Data entries
________________________

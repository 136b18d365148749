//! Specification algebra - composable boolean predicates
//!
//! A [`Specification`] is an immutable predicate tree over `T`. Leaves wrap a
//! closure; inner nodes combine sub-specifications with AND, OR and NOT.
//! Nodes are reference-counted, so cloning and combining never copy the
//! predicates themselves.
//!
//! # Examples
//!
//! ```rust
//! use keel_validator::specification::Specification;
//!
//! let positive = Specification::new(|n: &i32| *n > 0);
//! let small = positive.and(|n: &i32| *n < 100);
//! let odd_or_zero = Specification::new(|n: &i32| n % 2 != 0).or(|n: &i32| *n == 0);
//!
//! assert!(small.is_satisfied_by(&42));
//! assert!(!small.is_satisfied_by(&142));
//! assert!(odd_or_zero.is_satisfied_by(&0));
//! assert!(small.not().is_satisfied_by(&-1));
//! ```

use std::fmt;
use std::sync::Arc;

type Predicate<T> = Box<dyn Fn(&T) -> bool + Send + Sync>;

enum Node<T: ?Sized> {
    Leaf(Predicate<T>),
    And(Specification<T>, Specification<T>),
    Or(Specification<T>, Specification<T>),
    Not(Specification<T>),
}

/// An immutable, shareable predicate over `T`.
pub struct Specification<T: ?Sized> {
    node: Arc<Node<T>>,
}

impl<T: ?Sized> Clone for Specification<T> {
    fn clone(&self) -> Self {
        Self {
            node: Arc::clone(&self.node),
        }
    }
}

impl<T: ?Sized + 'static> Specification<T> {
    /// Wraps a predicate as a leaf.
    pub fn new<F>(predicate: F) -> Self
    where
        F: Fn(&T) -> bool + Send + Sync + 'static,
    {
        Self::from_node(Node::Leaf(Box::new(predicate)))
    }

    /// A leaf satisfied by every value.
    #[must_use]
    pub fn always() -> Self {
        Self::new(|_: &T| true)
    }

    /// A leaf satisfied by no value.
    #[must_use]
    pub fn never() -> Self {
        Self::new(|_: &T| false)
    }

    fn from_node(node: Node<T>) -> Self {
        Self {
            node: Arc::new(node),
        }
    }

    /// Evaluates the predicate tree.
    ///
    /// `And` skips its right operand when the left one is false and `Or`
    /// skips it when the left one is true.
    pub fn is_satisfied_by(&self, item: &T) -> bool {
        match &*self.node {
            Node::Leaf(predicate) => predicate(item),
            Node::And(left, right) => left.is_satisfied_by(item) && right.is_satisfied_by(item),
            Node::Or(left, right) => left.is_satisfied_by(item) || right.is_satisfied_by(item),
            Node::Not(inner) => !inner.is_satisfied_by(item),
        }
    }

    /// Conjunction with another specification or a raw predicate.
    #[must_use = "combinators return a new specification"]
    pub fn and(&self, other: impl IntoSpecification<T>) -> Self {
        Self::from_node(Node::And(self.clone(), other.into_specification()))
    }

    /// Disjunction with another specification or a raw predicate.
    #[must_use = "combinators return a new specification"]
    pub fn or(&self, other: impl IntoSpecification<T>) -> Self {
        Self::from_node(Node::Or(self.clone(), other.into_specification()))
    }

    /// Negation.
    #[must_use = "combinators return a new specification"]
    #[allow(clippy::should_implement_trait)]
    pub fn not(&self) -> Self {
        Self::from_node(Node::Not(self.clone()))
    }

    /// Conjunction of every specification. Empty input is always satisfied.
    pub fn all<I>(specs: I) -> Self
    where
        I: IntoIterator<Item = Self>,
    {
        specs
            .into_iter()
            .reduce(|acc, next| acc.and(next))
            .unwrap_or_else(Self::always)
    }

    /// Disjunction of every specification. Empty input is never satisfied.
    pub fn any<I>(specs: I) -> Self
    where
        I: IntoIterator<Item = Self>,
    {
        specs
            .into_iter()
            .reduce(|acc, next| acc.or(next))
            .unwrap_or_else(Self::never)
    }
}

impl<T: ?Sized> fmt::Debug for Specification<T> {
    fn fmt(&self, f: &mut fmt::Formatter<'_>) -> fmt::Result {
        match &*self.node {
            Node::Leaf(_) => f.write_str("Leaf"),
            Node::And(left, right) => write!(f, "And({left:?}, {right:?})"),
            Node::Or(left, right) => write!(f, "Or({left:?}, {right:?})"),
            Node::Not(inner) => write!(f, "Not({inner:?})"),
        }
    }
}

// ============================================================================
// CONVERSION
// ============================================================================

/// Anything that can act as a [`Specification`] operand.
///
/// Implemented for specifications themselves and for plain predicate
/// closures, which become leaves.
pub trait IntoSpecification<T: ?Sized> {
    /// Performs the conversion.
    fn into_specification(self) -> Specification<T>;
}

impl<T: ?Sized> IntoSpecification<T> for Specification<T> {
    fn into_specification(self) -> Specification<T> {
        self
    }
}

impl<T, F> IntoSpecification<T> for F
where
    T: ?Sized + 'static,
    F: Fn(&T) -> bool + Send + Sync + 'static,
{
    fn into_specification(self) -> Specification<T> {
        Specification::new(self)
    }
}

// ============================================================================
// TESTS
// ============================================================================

________________________

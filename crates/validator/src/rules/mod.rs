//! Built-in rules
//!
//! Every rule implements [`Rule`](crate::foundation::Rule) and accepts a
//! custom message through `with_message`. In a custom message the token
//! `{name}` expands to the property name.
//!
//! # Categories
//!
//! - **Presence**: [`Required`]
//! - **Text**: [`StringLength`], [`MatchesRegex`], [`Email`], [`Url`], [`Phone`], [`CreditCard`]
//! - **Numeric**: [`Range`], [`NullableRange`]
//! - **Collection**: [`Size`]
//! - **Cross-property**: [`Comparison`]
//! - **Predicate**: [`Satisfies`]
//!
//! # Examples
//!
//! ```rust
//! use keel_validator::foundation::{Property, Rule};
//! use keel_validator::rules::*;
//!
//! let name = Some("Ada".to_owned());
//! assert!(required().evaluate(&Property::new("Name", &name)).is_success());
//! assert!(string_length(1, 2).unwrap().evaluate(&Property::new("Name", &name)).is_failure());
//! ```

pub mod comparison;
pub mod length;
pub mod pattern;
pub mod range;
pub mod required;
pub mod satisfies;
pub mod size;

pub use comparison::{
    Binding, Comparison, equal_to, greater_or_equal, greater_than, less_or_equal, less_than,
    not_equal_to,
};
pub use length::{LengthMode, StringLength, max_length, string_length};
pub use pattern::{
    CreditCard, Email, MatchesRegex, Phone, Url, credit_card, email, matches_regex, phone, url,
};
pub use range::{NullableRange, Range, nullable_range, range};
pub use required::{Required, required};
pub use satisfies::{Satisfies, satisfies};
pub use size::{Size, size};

________________________

**Required action:**
Read through the entries and copy every line that includes "Disjunction".

**Exercise answer:**
    /// Disjunction with another specification or a raw predicate.
    /// Disjunction of every specification. Empty input is never satisfied.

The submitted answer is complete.